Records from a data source

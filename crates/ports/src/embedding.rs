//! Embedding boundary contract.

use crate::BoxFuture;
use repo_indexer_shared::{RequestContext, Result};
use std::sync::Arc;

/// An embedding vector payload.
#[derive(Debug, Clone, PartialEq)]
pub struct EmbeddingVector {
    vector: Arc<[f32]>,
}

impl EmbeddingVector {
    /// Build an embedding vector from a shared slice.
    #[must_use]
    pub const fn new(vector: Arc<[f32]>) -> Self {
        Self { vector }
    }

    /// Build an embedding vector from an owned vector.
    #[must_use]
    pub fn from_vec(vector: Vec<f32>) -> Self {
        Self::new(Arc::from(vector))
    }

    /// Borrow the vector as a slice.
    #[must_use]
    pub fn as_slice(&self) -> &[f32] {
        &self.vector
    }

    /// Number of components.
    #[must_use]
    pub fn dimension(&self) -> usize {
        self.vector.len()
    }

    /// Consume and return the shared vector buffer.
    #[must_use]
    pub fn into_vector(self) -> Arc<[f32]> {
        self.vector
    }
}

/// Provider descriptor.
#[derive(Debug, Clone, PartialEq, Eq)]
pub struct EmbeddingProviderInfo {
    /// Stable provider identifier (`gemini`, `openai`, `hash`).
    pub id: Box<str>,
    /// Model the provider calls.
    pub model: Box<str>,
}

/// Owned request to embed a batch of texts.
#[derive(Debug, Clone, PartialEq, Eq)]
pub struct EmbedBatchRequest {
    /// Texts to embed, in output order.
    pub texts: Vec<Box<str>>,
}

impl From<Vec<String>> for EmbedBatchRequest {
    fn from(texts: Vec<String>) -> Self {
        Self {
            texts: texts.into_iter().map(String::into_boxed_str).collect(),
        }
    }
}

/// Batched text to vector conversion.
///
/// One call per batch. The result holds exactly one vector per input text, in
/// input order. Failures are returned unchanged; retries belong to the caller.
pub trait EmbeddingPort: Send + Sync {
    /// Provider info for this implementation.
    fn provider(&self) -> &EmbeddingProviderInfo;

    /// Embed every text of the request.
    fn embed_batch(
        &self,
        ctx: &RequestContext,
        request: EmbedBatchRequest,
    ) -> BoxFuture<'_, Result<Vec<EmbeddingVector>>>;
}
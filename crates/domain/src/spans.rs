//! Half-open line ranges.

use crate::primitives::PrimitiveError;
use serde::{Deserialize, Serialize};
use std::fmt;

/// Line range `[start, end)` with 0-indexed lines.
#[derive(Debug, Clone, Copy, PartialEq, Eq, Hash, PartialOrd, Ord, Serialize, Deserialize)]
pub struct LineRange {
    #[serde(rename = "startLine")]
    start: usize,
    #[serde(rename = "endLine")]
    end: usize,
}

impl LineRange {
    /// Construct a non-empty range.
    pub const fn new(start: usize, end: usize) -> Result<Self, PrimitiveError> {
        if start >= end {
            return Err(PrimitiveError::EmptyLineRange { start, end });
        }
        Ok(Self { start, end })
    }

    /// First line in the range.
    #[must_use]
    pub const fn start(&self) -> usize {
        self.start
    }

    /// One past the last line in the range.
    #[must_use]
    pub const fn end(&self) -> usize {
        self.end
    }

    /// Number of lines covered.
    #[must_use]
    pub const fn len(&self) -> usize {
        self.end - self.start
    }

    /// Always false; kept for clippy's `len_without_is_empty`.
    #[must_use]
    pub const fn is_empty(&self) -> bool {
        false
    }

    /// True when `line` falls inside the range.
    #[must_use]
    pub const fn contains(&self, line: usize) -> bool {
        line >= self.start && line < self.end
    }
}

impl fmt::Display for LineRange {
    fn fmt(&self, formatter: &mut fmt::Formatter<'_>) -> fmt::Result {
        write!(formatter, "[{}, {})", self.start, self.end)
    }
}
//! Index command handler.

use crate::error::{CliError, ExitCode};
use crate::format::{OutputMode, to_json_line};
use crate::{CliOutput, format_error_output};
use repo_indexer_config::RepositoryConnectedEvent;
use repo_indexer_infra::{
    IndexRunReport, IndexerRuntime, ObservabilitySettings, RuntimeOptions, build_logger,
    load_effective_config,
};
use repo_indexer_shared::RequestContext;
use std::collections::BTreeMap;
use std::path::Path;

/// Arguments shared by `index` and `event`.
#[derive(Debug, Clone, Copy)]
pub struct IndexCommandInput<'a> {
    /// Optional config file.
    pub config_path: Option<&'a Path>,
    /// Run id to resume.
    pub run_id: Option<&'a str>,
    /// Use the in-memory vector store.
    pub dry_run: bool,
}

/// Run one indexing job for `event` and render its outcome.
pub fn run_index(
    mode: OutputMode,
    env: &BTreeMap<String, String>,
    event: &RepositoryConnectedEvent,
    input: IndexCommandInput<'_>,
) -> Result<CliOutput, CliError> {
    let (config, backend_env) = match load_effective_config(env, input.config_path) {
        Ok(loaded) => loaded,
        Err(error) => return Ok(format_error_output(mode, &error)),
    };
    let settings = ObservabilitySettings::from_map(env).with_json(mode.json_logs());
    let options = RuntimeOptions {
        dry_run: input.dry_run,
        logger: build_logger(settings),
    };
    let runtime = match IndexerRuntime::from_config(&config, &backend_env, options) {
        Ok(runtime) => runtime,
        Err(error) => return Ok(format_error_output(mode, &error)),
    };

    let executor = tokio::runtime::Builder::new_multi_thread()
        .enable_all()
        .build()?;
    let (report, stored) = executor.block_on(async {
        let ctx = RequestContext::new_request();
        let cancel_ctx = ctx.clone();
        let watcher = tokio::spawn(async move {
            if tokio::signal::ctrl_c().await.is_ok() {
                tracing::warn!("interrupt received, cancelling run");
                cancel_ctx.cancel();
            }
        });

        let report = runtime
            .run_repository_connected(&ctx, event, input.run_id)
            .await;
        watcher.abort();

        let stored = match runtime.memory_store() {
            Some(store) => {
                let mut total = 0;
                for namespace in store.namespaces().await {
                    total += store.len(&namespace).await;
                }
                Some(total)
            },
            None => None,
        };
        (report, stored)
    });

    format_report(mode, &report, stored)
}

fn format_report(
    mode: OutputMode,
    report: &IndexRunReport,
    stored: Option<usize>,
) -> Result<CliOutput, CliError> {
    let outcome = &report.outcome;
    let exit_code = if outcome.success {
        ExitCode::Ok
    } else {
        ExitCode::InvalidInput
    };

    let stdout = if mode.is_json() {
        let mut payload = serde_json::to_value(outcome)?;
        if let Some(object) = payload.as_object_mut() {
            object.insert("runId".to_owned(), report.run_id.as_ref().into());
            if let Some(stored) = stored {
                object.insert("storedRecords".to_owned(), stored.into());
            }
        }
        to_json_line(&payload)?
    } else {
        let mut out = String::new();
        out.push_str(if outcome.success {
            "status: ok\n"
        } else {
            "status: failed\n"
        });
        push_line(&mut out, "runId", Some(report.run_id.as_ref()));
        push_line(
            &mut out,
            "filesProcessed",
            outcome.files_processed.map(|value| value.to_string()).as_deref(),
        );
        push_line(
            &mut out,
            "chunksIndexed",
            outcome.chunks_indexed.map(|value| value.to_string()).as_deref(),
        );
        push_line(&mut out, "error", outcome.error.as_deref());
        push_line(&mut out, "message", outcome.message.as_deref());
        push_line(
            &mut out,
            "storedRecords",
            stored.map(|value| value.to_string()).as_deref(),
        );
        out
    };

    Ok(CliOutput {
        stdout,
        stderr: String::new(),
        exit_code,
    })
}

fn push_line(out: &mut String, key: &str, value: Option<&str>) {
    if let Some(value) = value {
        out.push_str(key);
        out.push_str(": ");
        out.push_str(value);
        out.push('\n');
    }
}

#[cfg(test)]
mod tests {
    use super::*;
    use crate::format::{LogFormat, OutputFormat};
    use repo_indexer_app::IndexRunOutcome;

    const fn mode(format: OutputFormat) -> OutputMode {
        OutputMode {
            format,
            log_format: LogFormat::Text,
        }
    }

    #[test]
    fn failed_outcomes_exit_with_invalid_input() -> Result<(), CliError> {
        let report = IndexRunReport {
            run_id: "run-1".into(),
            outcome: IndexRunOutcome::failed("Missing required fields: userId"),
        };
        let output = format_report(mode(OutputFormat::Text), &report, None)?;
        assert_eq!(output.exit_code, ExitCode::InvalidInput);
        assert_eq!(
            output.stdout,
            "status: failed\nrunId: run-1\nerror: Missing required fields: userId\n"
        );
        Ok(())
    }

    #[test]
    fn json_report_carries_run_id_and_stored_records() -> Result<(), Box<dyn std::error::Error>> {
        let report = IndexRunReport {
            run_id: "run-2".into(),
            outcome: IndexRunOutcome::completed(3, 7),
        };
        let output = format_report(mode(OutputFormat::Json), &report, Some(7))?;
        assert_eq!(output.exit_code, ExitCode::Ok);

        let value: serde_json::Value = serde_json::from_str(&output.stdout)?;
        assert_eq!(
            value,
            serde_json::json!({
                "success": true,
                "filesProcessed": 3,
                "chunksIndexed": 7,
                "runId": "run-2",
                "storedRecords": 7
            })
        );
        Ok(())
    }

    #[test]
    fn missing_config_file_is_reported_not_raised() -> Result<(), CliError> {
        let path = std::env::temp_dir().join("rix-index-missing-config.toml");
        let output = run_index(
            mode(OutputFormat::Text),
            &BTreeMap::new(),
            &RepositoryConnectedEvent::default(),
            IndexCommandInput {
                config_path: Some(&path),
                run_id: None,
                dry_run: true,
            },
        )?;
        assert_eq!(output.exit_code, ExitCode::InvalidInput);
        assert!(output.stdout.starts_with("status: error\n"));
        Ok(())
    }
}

Your assignment
Using the entries above, state the number of lines that include "BTreeMap". Add nothing else.

Answer below
3